Bill Wensink (born July 15, 1958 in Kingston, Ontario) is a Canadian former ice hockey player. A Dutch Canadian, he spent 14 years playing in the Eredivisie and in two IIHF World Championships for the Netherlands national ice hockey team.

Wensink played in tier-I junior hockey, recording an assist and 2 penalty minutes in two games with Kingston Canadiens. Wensink joined Nijmegen Tigers in 1978, staying with the club until 1985. In his final year at Nijmegen, he played with his cousin John Wensink.

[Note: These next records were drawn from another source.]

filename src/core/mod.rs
pub mod domain;
pub mod infrastructure;
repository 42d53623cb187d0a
mod core;
mod raise;


pub use crate::core::domain::error::{RaiseError, RaiseResult, ValidationError};
pub use crate::core::domain::model::health_snapshot::{
    HealthCheck, HealthChecks, HealthSnapshot, HealthStatus, Severity,
};
pub use crate::core::domain::model::pg_parameter::PgParameter;
pub use crate::core::domain::model::pool_reading::parse_pool_parameter;
pub use crate::core::domain::value_object::{PgTarget, PoolName, StepSize, is_power_of_two};
pub use crate::core::infrastructure::ceph_client::{CephClient, ClusterOps};
pub use crate::core::infrastructure::command_runner::{CommandRunner, ProcessRunner};
pub use crate::raise::application::service::convergence_service::{
    ConvergenceDriver, TickOutcome, next_step,
};
pub use crate::raise::application::service::raise_service::RaiseService;
pub use tokio_util::sync::CancellationToken;

use std::time::Duration;

/// Target of every log event, shown as the line prefix.
pub const LOG_TARGET: &str = "cpr";

/// Fixed pauses of the control loop.
///
/// The production values give ceph time to settle between changes; tests
/// shrink them.
#[derive(Debug, Clone, Copy, PartialEq, Eq)]
pub struct Pacing {
    /// Interval between ticks. The first tick fires one interval after start.
    pub tick: Duration,
    /// Pause after every successful write.
    pub settle: Duration,
    /// Pause between the `pg_num` and the `pgp_num` phase.
    pub phase_gap: Duration,
}

impl Default for Pacing {
    fn default() -> Self {
        Self {
            tick: Duration::from_secs(10),
            settle: Duration::from_secs(40),
            phase_gap: Duration::from_secs(30),
        }
    }
}

/// Immutable configuration of one raise run.
///
/// Built once from operator input and passed by reference to everything that
/// needs it.
///
/// # Examples
///
/// ```
/// use pg_raiser::{RaiseConfig, RaiseResult};
///
/// fn main() -> RaiseResult<()> {
///     let config = RaiseConfig::builder()
///         .pool("cephfs_data")
///         .target(1024)
///         .step(5)
///         .build()?;
///
///     assert_eq!(config.target().get(), 1024);
///     Ok(())
/// }
/// ```
#[derive(Debug, Clone)]
pub struct RaiseConfig {
    pool: PoolName,
    target: PgTarget,
    step: StepSize,
    verbose: bool,
    ceph_program: String,
    pacing: Pacing,
}

impl RaiseConfig {
    /// Creates a new builder for RaiseConfig
    pub fn builder() -> RaiseConfigBuilder {
        RaiseConfigBuilder::default()
    }

    pub fn pool(&self) -> &PoolName {
        &self.pool
    }

    pub fn target(&self) -> PgTarget {
        self.target
    }

    pub fn step(&self) -> StepSize {
        self.step
    }

    pub fn verbose(&self) -> bool {
        self.verbose
    }

    /// The `ceph` executable to invoke.
    pub fn ceph_program(&self) -> &str {
        &self.ceph_program
    }

    pub fn pacing(&self) -> &Pacing {
        &self.pacing
    }
}

/// Builder for RaiseConfig
#[derive(Debug, Default)]
pub struct RaiseConfigBuilder {
    pool: Option<String>,
    target: Option<i64>,
    step: Option<i64>,
    verbose: bool,
    ceph_program: Option<String>,
    pacing: Option<Pacing>,
}

impl RaiseConfigBuilder {
    pub fn pool(mut self, pool: impl Into<String>) -> Self {
        self.pool = Some(pool.into());
        self
    }

    pub fn target(mut self, target: i64) -> Self {
        self.target = Some(target);
        self
    }

    pub fn step(mut self, step: i64) -> Self {
        self.step = Some(step);
        self
    }

    pub fn verbose(mut self, verbose: bool) -> Self {
        self.verbose = verbose;
        self
    }

    pub fn ceph_program(mut self, program: impl Into<String>) -> Self {
        self.ceph_program = Some(program.into());
        self
    }

    pub fn pacing(mut self, pacing: Pacing) -> Self {
        self.pacing = Some(pacing);
        self
    }

    /// Validates the collected input and produces the configuration.
    ///
    /// # Errors
    ///
    /// Returns `RaiseError::Validation` if the pool name is missing or empty,
    /// the target is not a positive power of two, the step is not positive,
    /// or the tick interval is zero.
    pub fn build(self) -> RaiseResult<RaiseConfig> {
        let pool = PoolName::new(self.pool.unwrap_or_default())?;

        let target = PgTarget::new(self.target.unwrap_or(0))?;

        let step = match self.step {
            Some(step) => StepSize::new(step)?,
            None => StepSize::default(),
        };

        let pacing = self.pacing.unwrap_or_default();
        if pacing.tick.is_zero() {
            return Err(ValidationError::Field {
                field: "tick".to_string(),
                message: "Tick interval must be greater then 0".to_string(),
            }
            .into());
        }

        let ceph_program = self
            .ceph_program
            .filter(|p| !p.trim().is_empty())
            .unwrap_or_else(|| CephClient::<ProcessRunner>::DEFAULT_PROGRAM.to_string());

        Ok(RaiseConfig {
            pool,
            target,
            step,
            verbose: self.verbose,
            ceph_program,
            pacing,
        })
    }
}
pub mod service;
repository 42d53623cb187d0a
pub mod health_snapshot;
pub mod pg_parameter;
pub mod pool_reading;
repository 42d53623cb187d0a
pub mod application;
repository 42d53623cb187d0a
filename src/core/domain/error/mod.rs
use thiserror::Error;

/// The main error type for placement group raising.
///
/// Every variant except `Validation` is fatal once the control loop has
/// started: nothing is retried and the process terminates.
#[derive(Error, Debug)]
pub enum RaiseError {
    /// Operator input failed validation before the loop started
    ///
    /// # Fields
    /// * `0` - The underlying validation error
    #[error("Validation error: {0}")]
    Validation(#[from] ValidationError),

    /// An external command could not be run or exited unsuccessfully
    ///
    /// # Fields
    /// * `operation` - Name of the failing operation (`health`, `get`, `set`)
    /// * `message` - What went wrong
    #[error("{operation}: {message}")]
    Command {
        operation: &'static str,
        message: String,
    },

    /// An external command answered with output that could not be decoded
    ///
    /// # Fields
    /// * `operation` - Name of the failing operation
    /// * `message` - Description of the decoding failure
    #[error("{operation}: {message}")]
    Malformed {
        operation: &'static str,
        message: String,
    },

    /// The process received an interrupt or termination signal
    #[error("interrupted")]
    Interrupted,
}

impl RaiseError {
    /// Returns the name of the operation that produced this error.
    pub fn operation(&self) -> &'static str {
        match self {
            RaiseError::Validation(_) => "config",
            RaiseError::Command { operation, .. } | RaiseError::Malformed { operation, .. } => {
                operation
            }
            RaiseError::Interrupted => "signal",
        }
    }

    pub(crate) fn command(operation: &'static str, message: impl Into<String>) -> Self {
        RaiseError::Command {
            operation,
            message: message.into(),
        }
    }

    pub(crate) fn malformed(operation: &'static str, message: impl Into<String>) -> Self {
        RaiseError::Malformed {
            operation,
            message: message.into(),
        }
    }
}

/// Specialized error type for validation failures.
///
/// This enum provides detailed context about why operator input was
/// rejected: either a specific field or a domain constraint.
#[derive(Error, Debug, Clone, PartialEq, Eq)]
pub enum ValidationError {
    /// Represents a validation failure for a specific field
    ///
    /// # Fields
    /// * `field` - The name of the field that failed validation
    /// * `message` - A detailed message about why validation failed
    #[error("Field '{field}' validation failed: {message}")]
    Field { field: String, message: String },

    /// Represents violations of domain constraints
    #[error("Domain constraint violation: {0}")]
    ConstraintViolation(String),
}

impl ValidationError {
    /// Returns the operator-facing message without the category prefix.
    pub fn message(&self) -> &str {
        match self {
            ValidationError::Field { message, .. } => message,
            ValidationError::ConstraintViolation(message) => message,
        }
    }
}

/// Type alias for Results that may fail with a RaiseError
pub type RaiseResult<T> = Result<T, RaiseError>;
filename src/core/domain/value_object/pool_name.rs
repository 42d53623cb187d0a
use crate::core::domain::error::ValidationError;
use std::fmt;

/// A validated Ceph pool name.
///
/// The name is opaque to this crate; it is handed verbatim to the `ceph`
/// command line and only has to be non-empty.
#[derive(Debug, Clone, PartialEq, Eq)]
pub struct PoolName(String);

impl PoolName {
    /// Validates and wraps a pool name.
    pub fn new(name: impl Into<String>) -> Result<Self, ValidationError> {
        let name = name.into();
        validate_pool_name(&name)?;
        Ok(Self(name))
    }

    /// Creates a new pool name without validation.
    #[allow(unused)]
    pub(crate) fn new_unchecked(name: impl Into<String>) -> Self {
        Self(name.into())
    }

    /// Returns the pool name.
    pub fn as_str(&self) -> &str {
        &self.0
    }
}

impl fmt::Display for PoolName {
    fn fmt(&self, f: &mut fmt::Formatter<'_>) -> fmt::Result {
        f.write_str(&self.0)
    }
}

/// Validates a pool name.
pub(crate) fn validate_pool_name(name: &str) -> Result<(), ValidationError> {
    if name.trim().is_empty() {
        return Err(ValidationError::Field {
            field: "pool".to_string(),
            message: "A pool name must be provided.".to_string(),
        });
    }
    Ok(())
}

#[cfg(test)]
mod tests {
    use super::*;

    #[test]
    fn test_validate_pool_name_valid() {
        assert!(validate_pool_name("data").is_ok());
        assert!(validate_pool_name("cephfs_data").is_ok());
        assert!(validate_pool_name("rbd.ssd-01").is_ok());
    }

    #[test]
    fn test_validate_pool_name_empty() {
        assert!(validate_pool_name("").is_err());
        assert!(validate_pool_name("   ").is_err());
    }

    #[test]
    fn test_pool_name_keeps_value() {
        let pool = PoolName::new("my_fancy_pool").unwrap();
        assert_eq!(pool.as_str(), "my_fancy_pool");
        assert_eq!(pool.to_string(), "my_fancy_pool");
    }
}
//! Domain model for the output of `ceph osd pool get <pool> <param> -f json`.

use crate::core::domain::{
    error::{RaiseError, RaiseResult},
    model::pg_parameter::PgParameter,
    value_object::PoolName,
};
use serde_json::{Map, Value};

/// Extracts the current value of `parameter` from a pool parameter read.
///
/// The payload looks like `{"pool":"data","pool_id":22,"pg_num":1024}`; keys
/// other than the requested parameter are ignored.
///
/// # Errors
///
/// Returns `RaiseError::Malformed` with operation `get` when the payload is not
/// a JSON object, the parameter is missing, or its value is not a
/// non-negative integer.
pub fn parse_pool_parameter(
    bytes: &[u8],
    pool: &PoolName,
    parameter: PgParameter,
) -> RaiseResult<i64> {
    let fields: Map<String, Value> = serde_json::from_slice(bytes)
        .map_err(|e| RaiseError::malformed("get", format!("Could not unmarshal json: {e}")))?;

    let value = fields.get(parameter.as_str()).ok_or_else(|| {
        RaiseError::malformed("get", format!("Error in getting {parameter} of {pool}"))
    })?;

    value
        .as_i64()
        .filter(|v| *v >= 0)
        .ok_or_else(|| {
            RaiseError::malformed(
                "get",
                format!("Unexpected value {value} for {parameter} of {pool}"),
            )
        })
}
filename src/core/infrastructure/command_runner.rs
//! Process plumbing for running external commands.
//!
//! `CommandRunner` is the seam the ceph client executes through.
//! `ProcessRunner` is the production implementation backed by
//! `tokio::process`.

use async_trait::async_trait;
use std::process::Stdio;
use tokio::process::Command;
use crate::LOG_TARGET;
use tracing::{debug, warn};

/// Trait for executing a program with arguments and capturing its output.
#[cfg_attr(test, mockall::automock)]
#[async_trait]
pub trait CommandRunner: Send + Sync {
    /// Runs `program` with `args`, returning its standard output.
    ///
    /// # Errors
    ///
    /// Returns a description of the failure if the program cannot be started
    /// or exits with a non-zero status.
    async fn run(&self, program: &str, args: &[String]) -> Result<Vec<u8>, String>;
}

/// Production runner that spawns the program directly, without a shell.
#[derive(Debug, Clone, Copy, Default)]
pub struct ProcessRunner;

#[async_trait]
impl CommandRunner for ProcessRunner {
    async fn run(&self, program: &str, args: &[String]) -> Result<Vec<u8>, String> {
        debug!(target: LOG_TARGET, "runCmd: {} {}", program, args.join(" "));

        let output = Command::new(program)
            .args(args)
            .stdin(Stdio::null())
            .kill_on_drop(true)
            .output()
            .await
            .map_err(|e| format!("Failed to execute {}: {}", program, e))?;

        if output.status.success() {
            return Ok(output.stdout);
        }

        let stdout = String::from_utf8_lossy(&output.stdout);
        let stderr = String::from_utf8_lossy(&output.stderr);
        warn!(
            target: LOG_TARGET,
            stdout = %stdout.trim_end(),
            stderr = %stderr.trim_end(),
            "runCmd: {} {}",
            program,
            output.status
        );
        Err(format!("{} {}: {}", program, output.status, stderr.trim()))
    }
}
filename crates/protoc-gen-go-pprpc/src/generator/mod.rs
pub(crate) mod ast;
pub(crate) mod codegen;
pub(crate) mod emitter;
pub mod metrics;
pub(crate) mod naming;
pub mod orchestrator;
pub mod output;
pub mod resolver;
pub mod schema;
pub(crate) mod selector;

#[cfg(test)]
pub(crate) mod tests;

pub use metrics::{GenerationStats, GenerationWarning};
pub use orchestrator::{GeneratedFile, GeneratedFinalOutput, Orchestrator};
pub use output::{OutputLayout, PathsMode};
pub use resolver::ResolverConfig;
pub use schema::SchemaSet;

He spent the next two years with Smoke Eaters Geleen and then for 1987-8 again for one last season for Nijmegen. Wensink spent this final four seasons with Rotterdam Panda's. Wensink played seven games in each in the 1987 World Ice Hockey Championships and the 1991 Men's World Ice Hockey Championships. Going scoreless in 1991, he recorded 2 goals and 2 assists in 1987.